This is the code base for the following paper:
M. Bern, A. King, D. A. Applewhite, and A. Ritz. Network-based prediction of polygenic disease genes involved in cell motility. BMC_Bioinformatics 20: 313 (2019).
It was an outcome of a Collaborative REU at Reed College supported by CRA-W, and was presented at the Fifth International Workshop on Computational Network Biology: Modeling, Analysis and Control (CNB-MAC 2018) in Washington, D.C., in 2018.
For a disease and a phenotype of interest, this method identifies genes that are functionally associated with both the disease and the phenotype. This method incorporates the functional interactome GIANT to assess functional similarity between genes. We assign scores to genes based on their functional association with user-curated genes known to be involved with the disease and then assign scores to genes based on their functional association with user-curated genes known to be involved with the phenotype. The output is a ranked list of genes based on their involvement with the disease.
- CREU-szgene-predictor was tested on Python 3.7 and requires the following python packages:
- NetworkX 2.2
- scipy
- matplotlib
- ‘-g ‘OR ‘--interaction_graph’: A tab-delimited file that represents the undirected, weighted interactome. Each line has to have at least 3 columns: gene 1, gene 2, and weight. The weight represents the confidence that the two genes are functionally interacting based on a naive bates classifier.
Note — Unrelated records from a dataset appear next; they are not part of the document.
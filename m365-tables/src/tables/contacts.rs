//! The `m365_contact` table

use anyhow::Context as _;
use async_trait::async_trait;
use std::sync::Arc;

use crate::api::manager::ConnectionContext;
use crate::api::query::{QueryBuilder, build_filter};
use crate::models::mail::{CONTACT_SELECT, Contact};
use crate::models::{json_list, json_str, json_string, json_timestamp};
use crate::plugin::{
    Column, ColumnType, KeyColumn, QueryContext, TableDescriptor, TableHandler, TableSchema,
};
use crate::tables::{
    echoed_filter, resolve_user_id, stream_collection, suppress_ignorable,
};

const TABLE: &str = "m365_contact";
const IGNORE: &[&str] = &[
    "ResourceNotFound",
    "ErrorItemNotFound",
    "MailboxNotEnabledForRESTAPI",
];

pub struct ContactTable {
    descriptor: TableDescriptor,
    schema: TableSchema<Contact>,
}

impl ContactTable {
    pub fn handler() -> Arc<dyn TableHandler> {
        Arc::new(Self::new())
    }

    pub fn new() -> Self {
        let schema = Self::schema();
        let descriptor = TableDescriptor {
            name: TABLE,
            description: "Personal contacts in a user's mailbox.",
            columns: schema.defs(),
            list_key_columns: vec![
                KeyColumn::optional("user_id"),
                KeyColumn::optional("given_name"),
                KeyColumn::optional("surname"),
                KeyColumn::raw_filter(),
            ],
            get_key_columns: vec![],
            ignore_codes: IGNORE,
        };
        Self { descriptor, schema }
    }

    fn schema() -> TableSchema<Contact> {
        TableSchema::new(vec![
            Column::new("id", ColumnType::String, "Unique identifier for the contact.", |c: &Contact| {
                json_str(&c.id)
            }),
            Column::new("display_name", ColumnType::String, "Display name.", |c: &Contact| {
                json_string(&c.display_name)
            }),
            Column::new("given_name", ColumnType::String, "Given (first) name.", |c: &Contact| {
                json_string(&c.given_name)
            }),
            Column::new("surname", ColumnType::String, "Surname (last name).", |c: &Contact| {
                json_string(&c.surname)
            }),
            Column::new("middle_name", ColumnType::String, "Middle name.", |c: &Contact| {
                json_string(&c.middle_name)
            }),
            Column::new("nick_name", ColumnType::String, "Nickname.", |c: &Contact| {
                json_string(&c.nick_name)
            }),
            Column::new("company_name", ColumnType::String, "Company.", |c: &Contact| {
                json_string(&c.company_name)
            }),
            Column::new("job_title", ColumnType::String, "Job title.", |c: &Contact| {
                json_string(&c.job_title)
            }),
            Column::new("department", ColumnType::String, "Department.", |c: &Contact| {
                json_string(&c.department)
            }),
            Column::new("primary_email", ColumnType::String, "First listed email address.", |c: &Contact| {
                c.primary_email().and_then(json_str)
            }),
            Column::new("email_addresses", ColumnType::Json, "All email addresses.", |c: &Contact| {
                json_list(&c.email_addresses)
            }),
            Column::new("mobile_phone", ColumnType::String, "Mobile number.", |c: &Contact| {
                json_string(&c.mobile_phone)
            }),
            Column::new("business_phones", ColumnType::Json, "Business phone numbers.", |c: &Contact| {
                json_list(&c.business_phones)
            }),
            Column::new("home_phones", ColumnType::Json, "Home phone numbers.", |c: &Contact| {
                json_list(&c.home_phones)
            }),
            Column::new("personal_notes", ColumnType::String, "Free-form notes.", |c: &Contact| {
                json_string(&c.personal_notes)
            }),
            Column::new("created_date_time", ColumnType::Timestamp, "Creation stamp.", |c: &Contact| {
                json_timestamp(&c.created_date_time)
            }),
            Column::new("last_modified_date_time", ColumnType::Timestamp, "Last modification stamp.", |c: &Contact| {
                json_timestamp(&c.last_modified_date_time)
            }),
            Column::new("user_id", ColumnType::String, "ID or principal name of the mailbox owner.", |_| None),
            Column::new("filter", ColumnType::String, "Raw OData $filter passed through to the remote API.", |_| None),
        ])
    }
}

#[async_trait]
impl TableHandler for ContactTable {
    fn descriptor(&self) -> &TableDescriptor {
        &self.descriptor
    }

    async fn list(&self, conn: &ConnectionContext, ctx: &QueryContext) -> anyhow::Result<()> {
        let result = async {
            let user_id = resolve_user_id(conn, ctx)?;
            let client = conn.client().await.context("Failed to create Graph client")?;
            let filter = build_filter(ctx.quals(), &["user_id"])?;
            let path = QueryBuilder::new(format!("users/{}/contacts", user_id))
                .select(CONTACT_SELECT)
                .filter(filter)
                .top(Some(ctx.top_hint()))
                .build();
            stream_collection(
                &client,
                &path,
                &self.schema,
                ctx,
                &[("user_id", Some(user_id.clone())), echoed_filter(ctx)],
            )
            .await
            .with_context(|| format!("Failed to list contacts for user {}", user_id))
        }
        .await;
        suppress_ignorable(result, TABLE, IGNORE)
    }
}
This data can be pulled from GIANT.
- '-b' OR ’--biological_process_positives': A file that gives the entrez ID numbers of the genes involved with the cellular phenotypes in question.
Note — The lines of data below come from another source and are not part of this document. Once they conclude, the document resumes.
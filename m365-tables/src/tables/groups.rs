//! The `m365_group` table

use anyhow::Context as _;
use async_trait::async_trait;
use std::sync::Arc;

use crate::api::manager::ConnectionContext;
use crate::api::query::{QueryBuilder, build_filter};
use crate::models::directory::{GROUP_SELECT, Group};
use crate::models::{json_bool, json_list, json_str, json_string, json_timestamp};
use crate::plugin::{
    Column, ColumnType, KeyColumn, QueryContext, TableDescriptor, TableHandler, TableSchema,
};
use crate::tables::{echoed_filter, stream_collection, suppress_ignorable};

const TABLE: &str = "m365_group";
const IGNORE: &[&str] = &["Request_ResourceNotFound", "Request_UnsupportedQuery"];

pub struct GroupTable {
    descriptor: TableDescriptor,
    schema: TableSchema<Group>,
}

impl GroupTable {
    pub fn handler() -> Arc<dyn TableHandler> {
        Arc::new(Self::new())
    }

    pub fn new() -> Self {
        let schema = Self::schema();
        let descriptor = TableDescriptor {
            name: TABLE,
            description: "Security and Microsoft 365 groups in the directory.",
            columns: schema.defs(),
            list_key_columns: vec![
                KeyColumn::optional("mail_nickname"),
                KeyColumn::boolean("mail_enabled"),
                KeyColumn::boolean("security_enabled"),
                KeyColumn::raw_filter(),
            ],
            get_key_columns: vec![KeyColumn::required("id")],
            ignore_codes: IGNORE,
        };
        Self { descriptor, schema }
    }

    fn schema() -> TableSchema<Group> {
        TableSchema::new(vec![
            Column::new("id", ColumnType::String, "Unique identifier for the group.", |g: &Group| {
                json_str(&g.id)
            }),
            Column::new("display_name", ColumnType::String, "Display name.", |g: &Group| {
                json_string(&g.display_name)
            }),
            Column::new("description", ColumnType::String, "Optional description.", |g: &Group| {
                json_string(&g.description)
            }),
            Column::new("mail", ColumnType::String, "SMTP address of the group.", |g: &Group| {
                json_string(&g.mail)
            }),
            Column::new("mail_nickname", ColumnType::String, "Mail alias, unique in the tenant.", |g: &Group| {
                json_string(&g.mail_nickname)
            }),
            Column::new("mail_enabled", ColumnType::Bool, "Whether the group is mail-enabled.", |g: &Group| {
                json_bool(&g.mail_enabled)
            }),
            Column::new("security_enabled", ColumnType::Bool, "Whether the group is a security group.", |g: &Group| {
                json_bool(&g.security_enabled)
            }),
            Column::new("visibility", ColumnType::String, "Public, Private or HiddenMembership.", |g: &Group| {
                json_string(&g.visibility)
            }),
            Column::new("classification", ColumnType::String, "Tenant-defined classification label.", |g: &Group| {
                json_string(&g.classification)
            }),
            Column::new("is_assignable_to_role", ColumnType::Bool, "Whether directory roles can be assigned to the group.", |g: &Group| {
                json_bool(&g.is_assignable_to_role)
            }),
            Column::new("is_unified", ColumnType::Bool, "Whether this is a Microsoft 365 group.", |g: &Group| {
                Some(serde_json::Value::Bool(g.is_unified()))
            }),
            Column::new("created_date_time", ColumnType::Timestamp, "When the group was created.", |g: &Group| {
                json_timestamp(&g.created_date_time)
            }),
            Column::new("expiration_date_time", ColumnType::Timestamp, "When the group expires under the tenant's lifecycle policy.", |g: &Group| {
                json_timestamp(&g.expiration_date_time)
            }),
            Column::new("renewed_date_time", ColumnType::Timestamp, "Last lifecycle renewal.", |g: &Group| {
                json_timestamp(&g.renewed_date_time)
            }),
            Column::new("group_types", ColumnType::Json, "Group type markers.", |g: &Group| {
                json_list(&g.group_types)
            }),
            Column::new("filter", ColumnType::String, "Raw OData $filter passed through to the remote API.", |_| None),
        ])
    }
}

#[async_trait]
impl TableHandler for GroupTable {
    fn descriptor(&self) -> &TableDescriptor {
        &self.descriptor
    }

    async fn list(&self, conn: &ConnectionContext, ctx: &QueryContext) -> anyhow::Result<()> {
        let result = async {
            let client = conn.client().await.context("Failed to create Graph client")?;
            let filter = build_filter(ctx.quals(), &[])?;
            let path = QueryBuilder::new("groups")
                .select(GROUP_SELECT)
                .filter(filter)
                .top(Some(ctx.top_hint()))
                .build();
            stream_collection(&client, &path, &self.schema, ctx, &[echoed_filter(ctx)])
                .await
                .context("Failed to list groups")
        }
        .await;
        suppress_ignorable(result, TABLE, IGNORE)
    }

    async fn get(&self, conn: &ConnectionContext, ctx: &QueryContext) -> anyhow::Result<()> {
        let Some(id) = ctx.qual_string("id") else {
            anyhow::bail!("get on {} requires an id qual", TABLE);
        };
        let result = async {
            let client = conn.client().await.context("Failed to create Graph client")?;
            let group: Group = client
                .get(&format!("groups/{}?$select={}", id, GROUP_SELECT))
                .await
                .with_context(|| format!("Failed to get group {}", id))?;
            ctx.emit(self.schema.row(&group));
            Ok(())
        }
        .await;
        suppress_ignorable(result, TABLE, IGNORE)
    }
}

#[cfg(test)]
mod tests {
    use super::*;
    use serde_json::json;

    #[test]
    fn unified_marker_becomes_a_column() {
        let table = GroupTable::new();
        let group: Group = serde_json::from_value(json!({
            "id": "g-1",
            "displayName": "All Hands",
            "groupTypes": ["Unified"]
        }))
        .unwrap();
        let row = table.schema.row(&group);
        assert_eq!(row.get("is_unified"), Some(&json!(true)));
    }
}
- '-d'OR '--disease_positives': A file that gives the entrez ID numbers of the genes involved with the disease in question.
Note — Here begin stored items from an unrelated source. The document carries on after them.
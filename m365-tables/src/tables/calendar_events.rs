//! The `m365_calendar_event` table

use anyhow::Context as _;
use async_trait::async_trait;
use std::sync::Arc;

use crate::api::manager::ConnectionContext;
use crate::api::query::{QueryBuilder, build_filter};
use crate::models::calendar::{EVENT_SELECT, Event};
use crate::models::{json_bool, json_list, json_str, json_string, json_timestamp};
use crate::plugin::{
    Column, ColumnType, KeyColumn, QueryContext, TableDescriptor, TableHandler, TableSchema,
};
use crate::tables::{
    echoed_filter, resolve_user_id, stream_collection, suppress_ignorable,
};

const TABLE: &str = "m365_calendar_event";
const IGNORE: &[&str] = &[
    "ResourceNotFound",
    "ErrorItemNotFound",
    "MailboxNotEnabledForRESTAPI",
];

pub struct CalendarEventTable {
    descriptor: TableDescriptor,
    schema: TableSchema<Event>,
}

impl CalendarEventTable {
    pub fn handler() -> Arc<dyn TableHandler> {
        Arc::new(Self::new())
    }

    pub fn new() -> Self {
        let schema = Self::schema();
        let descriptor = TableDescriptor {
            name: TABLE,
            description: "Events across a user's calendars.",
            columns: schema.defs(),
            list_key_columns: vec![
                KeyColumn::optional("user_id"),
                KeyColumn::optional("subject"),
                KeyColumn::boolean("is_all_day"),
                KeyColumn::raw_filter(),
            ],
            get_key_columns: vec![],
            ignore_codes: IGNORE,
        };
        Self { descriptor, schema }
    }

    fn schema() -> TableSchema<Event> {
        TableSchema::new(vec![
            Column::new("id", ColumnType::String, "Unique identifier for the event.", |e: &Event| {
                json_str(&e.id)
            }),
            Column::new("subject", ColumnType::String, "Subject line.", |e: &Event| {
                json_string(&e.subject)
            }),
            Column::new("body_preview", ColumnType::String, "First lines of the body.", |e: &Event| {
                json_string(&e.body_preview)
            }),
            Column::new("importance", ColumnType::String, "Low, normal or high.", |e: &Event| {
                json_string(&e.importance)
            }),
            Column::new("sensitivity", ColumnType::String, "Normal, personal, private or confidential.", |e: &Event| {
                json_string(&e.sensitivity)
            }),
            Column::new("show_as", ColumnType::String, "Free/busy status.", |e: &Event| {
                json_string(&e.show_as)
            }),
            Column::new("event_type", ColumnType::String, "singleInstance, occurrence, exception or seriesMaster.", |e: &Event| {
                json_string(&e.event_type)
            }),
            Column::new("series_master_id", ColumnType::String, "Master event for occurrences.", |e: &Event| {
                json_string(&e.series_master_id)
            }),
            Column::new("is_all_day", ColumnType::Bool, "Whether the event lasts whole days.", |e: &Event| {
                json_bool(&e.is_all_day)
            }),
            Column::new("is_cancelled", ColumnType::Bool, "Whether the event is cancelled.", |e: &Event| {
                json_bool(&e.is_cancelled)
            }),
            Column::new("is_organizer", ColumnType::Bool, "Whether the mailbox owner organizes the event.", |e: &Event| {
                json_bool(&e.is_organizer)
            }),
            Column::new("is_online_meeting", ColumnType::Bool, "Whether an online meeting is attached.", |e: &Event| {
                json_bool(&e.is_online_meeting)
            }),
            Column::new("response_requested", ColumnType::Bool, "Whether responses were requested.", |e: &Event| {
                json_bool(&e.response_requested)
            }),
            Column::new("start_time", ColumnType::String, "Start stamp in the event's time zone.", |e: &Event| {
                e.start_time().and_then(json_str)
            }),
            Column::new("end_time", ColumnType::String, "End stamp in the event's time zone.", |e: &Event| {
                e.end_time().and_then(json_str)
            }),
            Column::new("location_name", ColumnType::String, "Display name of the location.", |e: &Event| {
                e.location_name().and_then(json_str)
            }),
            Column::new("organizer_name", ColumnType::String, "Organizer display name.", |e: &Event| {
                e.organizer_name().and_then(json_str)
            }),
            Column::new("organizer_address", ColumnType::String, "Organizer SMTP address.", |e: &Event| {
                e.organizer_address().and_then(json_str)
            }),
            Column::new("attendees", ColumnType::Json, "Attendees with response status.", |e: &Event| {
                json_list(&e.attendees)
            }),
            Column::new("web_link", ColumnType::String, "Link to the event in Outlook on the web.", |e: &Event| {
                json_string(&e.web_link)
            }),
            Column::new("created_date_time", ColumnType::Timestamp, "Creation stamp.", |e: &Event| {
                json_timestamp(&e.created_date_time)
            }),
            Column::new("last_modified_date_time", ColumnType::Timestamp, "Last modification stamp.", |e: &Event| {
                json_timestamp(&e.last_modified_date_time)
            }),
            Column::new("user_id", ColumnType::String, "ID or principal name of the mailbox owner.", |_| None),
            Column::new("filter", ColumnType::String, "Raw OData $filter passed through to the remote API.", |_| None),
        ])
    }
}

#[async_trait]
impl TableHandler for CalendarEventTable {
    fn descriptor(&self) -> &TableDescriptor {
        &self.descriptor
    }

    async fn list(&self, conn: &ConnectionContext, ctx: &QueryContext) -> anyhow::Result<()> {
        let result = async {
            let user_id = resolve_user_id(conn, ctx)?;
            let client = conn.client().await.context("Failed to create Graph client")?;
            let filter = build_filter(ctx.quals(), &["user_id"])?;
            let path = QueryBuilder::new(format!("users/{}/events", user_id))
                .select(EVENT_SELECT)
                .filter(filter)
                .top(Some(ctx.top_hint()))
                .build();
            stream_collection(
                &client,
                &path,
                &self.schema,
                ctx,
                &[("user_id", Some(user_id.clone())), echoed_filter(ctx)],
            )
            .await
            .with_context(|| format!("Failed to list events for user {}", user_id))
        }
        .await;
        suppress_ignorable(result, TABLE, IGNORE)
    }
}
- '-n' OR '--negatives': A file that gives the entrez ID numbers of the genes NOT involved with the disease in question.
- '--sinksource_method': Run the sinksource+ algorithm instead of sinksource. This attaches a negatively labeled node to every single other unlabeled node, which reduces the value of nodes that have very few edges.
- '-c' OR '--sinksource_constant': When run with sinksource+, change the value of the edges connecting all the nodes to the sink negative.
- '--single': Run single experiments for disease and biological process and computes score. Also generates figures of results and formats a LaTeX table.
- '-out': Changes the outfile prefix
Other arguments can be found with -help.
- prefix_disease_output.txt: scores of unlabeled genes based on association with disease genes
- prefix_process_output.txt: scores of unlabeled genes based on association with cellular phenotype genes
- prefix_combined_output.txt: scores of unlabeled genes based on association with disease genes and cellular phenotype genes
- prefix_disease_stats.txt: time between iterations when calculating scores of unlabeled genes based on association with disease genes
- prefix_process_stats.txt: time between iterations when calculating scores of unlabeled genes based on association with cellular phenotype genes
python3 predict.py --single --sinksource_method -c 1 -o schizo_motility
does a single run with the sinksource+ method with a constant of 1. It changes the outfile prefix to -o schizo_motility
The GIANT networks are tissue specific functional interactomes built from a naive bayes classifier. The classifier uses protein interaction, expression, and coexpression data to determine the probability that a tissue specific functional interaction occurs between 2 genes.
The HumanBase (GIANT) brain-specific network can be downloaded from: http://hb.flatironinstitute.org/download or http://giant-v2.princeton.edu
The set of cell motility positives was created by downloading genes from the KEGG database. The genes were downloaded from five cell motility pathways: the cell adhesion molecule (CAM) pathway, focal adhesion kinase (FAK) pathway, ErbB signaling pathway, regulation of actin cytoskeleton pathway, and tight junction pathway.
Kanehisa, Furumichi, M., Tanabe, M., Sato, Y., and Morishima, K.; KEGG: new perspectives on genomes, pathways, diseases and drugs. Nucleic Acids Res. 45, D353-D361 (2017).
Kanehisa, M., Sato, Y., Kawashima, M., Furumichi, M., and Tanabe, M.; KEGG as a reference resource for gene and protein annotation. Nucleic Acids Res. 44, D457-D462 (2016).
Kanehisa, M. and Goto, S.; KEGG: Kyoto Encyclopedia of Genes and Genomes. Nucleic Acids Res. 28, 27-30 (2000).